_Instructions to follow_. Copy out each line of the entries below in which the string "PricingEngine" appears.

[[ Dataset extract, beginning ]]

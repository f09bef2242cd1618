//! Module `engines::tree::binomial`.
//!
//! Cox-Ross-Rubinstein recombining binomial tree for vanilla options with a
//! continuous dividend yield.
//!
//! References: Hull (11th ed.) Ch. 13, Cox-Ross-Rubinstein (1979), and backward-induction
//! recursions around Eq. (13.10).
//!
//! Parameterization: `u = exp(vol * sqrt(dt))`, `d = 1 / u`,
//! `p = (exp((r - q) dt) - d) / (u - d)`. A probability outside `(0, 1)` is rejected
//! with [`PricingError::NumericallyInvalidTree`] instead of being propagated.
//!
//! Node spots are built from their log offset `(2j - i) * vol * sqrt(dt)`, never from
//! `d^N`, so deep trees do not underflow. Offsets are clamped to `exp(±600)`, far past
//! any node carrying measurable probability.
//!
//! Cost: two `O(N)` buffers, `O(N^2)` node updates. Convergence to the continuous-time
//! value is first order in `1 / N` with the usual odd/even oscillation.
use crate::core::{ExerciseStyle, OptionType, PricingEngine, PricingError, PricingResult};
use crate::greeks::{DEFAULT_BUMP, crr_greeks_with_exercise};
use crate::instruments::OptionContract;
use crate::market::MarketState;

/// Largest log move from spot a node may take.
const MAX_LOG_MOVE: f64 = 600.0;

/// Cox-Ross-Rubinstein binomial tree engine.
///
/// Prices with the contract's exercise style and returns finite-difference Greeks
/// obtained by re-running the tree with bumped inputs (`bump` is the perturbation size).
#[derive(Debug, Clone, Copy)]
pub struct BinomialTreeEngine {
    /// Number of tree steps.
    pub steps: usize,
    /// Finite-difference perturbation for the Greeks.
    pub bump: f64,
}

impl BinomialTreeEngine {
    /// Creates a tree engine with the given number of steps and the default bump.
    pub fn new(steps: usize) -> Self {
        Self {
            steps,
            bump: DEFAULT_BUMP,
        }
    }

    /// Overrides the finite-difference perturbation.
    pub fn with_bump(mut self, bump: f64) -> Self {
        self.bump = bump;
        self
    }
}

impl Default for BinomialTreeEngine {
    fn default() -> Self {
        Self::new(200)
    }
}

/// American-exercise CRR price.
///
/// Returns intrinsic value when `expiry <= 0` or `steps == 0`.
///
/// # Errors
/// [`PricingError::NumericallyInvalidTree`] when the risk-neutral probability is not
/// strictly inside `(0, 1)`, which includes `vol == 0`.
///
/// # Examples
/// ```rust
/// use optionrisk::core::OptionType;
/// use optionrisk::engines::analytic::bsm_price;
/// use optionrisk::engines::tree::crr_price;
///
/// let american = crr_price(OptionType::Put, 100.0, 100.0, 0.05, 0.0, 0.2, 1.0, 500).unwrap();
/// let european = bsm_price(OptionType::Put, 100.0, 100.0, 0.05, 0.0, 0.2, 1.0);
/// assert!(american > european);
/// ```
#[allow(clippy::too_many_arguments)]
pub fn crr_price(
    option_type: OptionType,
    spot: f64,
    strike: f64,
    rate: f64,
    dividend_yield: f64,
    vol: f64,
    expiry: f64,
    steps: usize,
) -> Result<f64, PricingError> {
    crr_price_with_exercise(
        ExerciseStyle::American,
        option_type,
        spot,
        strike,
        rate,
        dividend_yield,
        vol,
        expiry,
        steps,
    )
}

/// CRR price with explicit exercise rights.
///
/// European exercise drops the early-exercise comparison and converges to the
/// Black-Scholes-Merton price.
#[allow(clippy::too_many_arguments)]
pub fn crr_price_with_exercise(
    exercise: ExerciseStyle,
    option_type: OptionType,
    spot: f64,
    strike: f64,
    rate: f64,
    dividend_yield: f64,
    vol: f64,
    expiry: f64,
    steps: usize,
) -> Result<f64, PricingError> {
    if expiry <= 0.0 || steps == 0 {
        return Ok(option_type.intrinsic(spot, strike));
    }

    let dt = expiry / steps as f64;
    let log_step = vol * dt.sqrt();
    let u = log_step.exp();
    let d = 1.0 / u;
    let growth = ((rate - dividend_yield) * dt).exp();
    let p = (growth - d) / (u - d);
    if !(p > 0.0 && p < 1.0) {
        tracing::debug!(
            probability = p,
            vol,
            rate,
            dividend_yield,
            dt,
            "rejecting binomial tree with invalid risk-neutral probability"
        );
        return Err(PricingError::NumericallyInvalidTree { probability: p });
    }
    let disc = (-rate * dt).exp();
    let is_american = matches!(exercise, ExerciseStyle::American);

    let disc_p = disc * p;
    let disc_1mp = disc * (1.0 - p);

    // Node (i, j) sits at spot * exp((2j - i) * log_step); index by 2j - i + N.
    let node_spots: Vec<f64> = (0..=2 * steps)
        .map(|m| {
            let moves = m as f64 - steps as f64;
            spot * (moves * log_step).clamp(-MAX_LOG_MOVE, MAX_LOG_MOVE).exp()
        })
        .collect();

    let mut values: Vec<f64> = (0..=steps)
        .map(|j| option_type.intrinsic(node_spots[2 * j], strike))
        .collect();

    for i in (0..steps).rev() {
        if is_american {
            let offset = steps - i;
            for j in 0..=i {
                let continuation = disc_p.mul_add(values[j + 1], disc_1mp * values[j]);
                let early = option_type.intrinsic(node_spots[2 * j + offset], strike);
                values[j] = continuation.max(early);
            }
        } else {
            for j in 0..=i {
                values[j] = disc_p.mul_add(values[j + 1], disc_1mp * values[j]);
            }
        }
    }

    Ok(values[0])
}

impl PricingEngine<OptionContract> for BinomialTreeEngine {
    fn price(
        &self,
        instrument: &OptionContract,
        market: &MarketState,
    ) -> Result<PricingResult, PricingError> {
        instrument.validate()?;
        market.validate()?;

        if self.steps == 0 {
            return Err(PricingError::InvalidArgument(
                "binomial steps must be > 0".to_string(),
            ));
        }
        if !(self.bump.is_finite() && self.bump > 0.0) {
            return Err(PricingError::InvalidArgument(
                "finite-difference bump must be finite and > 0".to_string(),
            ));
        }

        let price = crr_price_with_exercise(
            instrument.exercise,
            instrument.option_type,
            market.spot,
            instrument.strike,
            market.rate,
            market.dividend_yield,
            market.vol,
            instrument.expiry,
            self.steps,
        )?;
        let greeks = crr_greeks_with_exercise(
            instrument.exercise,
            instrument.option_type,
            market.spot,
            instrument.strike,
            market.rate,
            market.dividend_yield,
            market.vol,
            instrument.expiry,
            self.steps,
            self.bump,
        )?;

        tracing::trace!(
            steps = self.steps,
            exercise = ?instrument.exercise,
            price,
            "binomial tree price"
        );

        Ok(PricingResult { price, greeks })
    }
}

[[ Dataset extract, end ]]

_Task result_.
use crate::core::{ExerciseStyle, OptionType, PricingEngine, PricingError, PricingResult};
impl PricingEngine<OptionContract> for BinomialTreeEngine {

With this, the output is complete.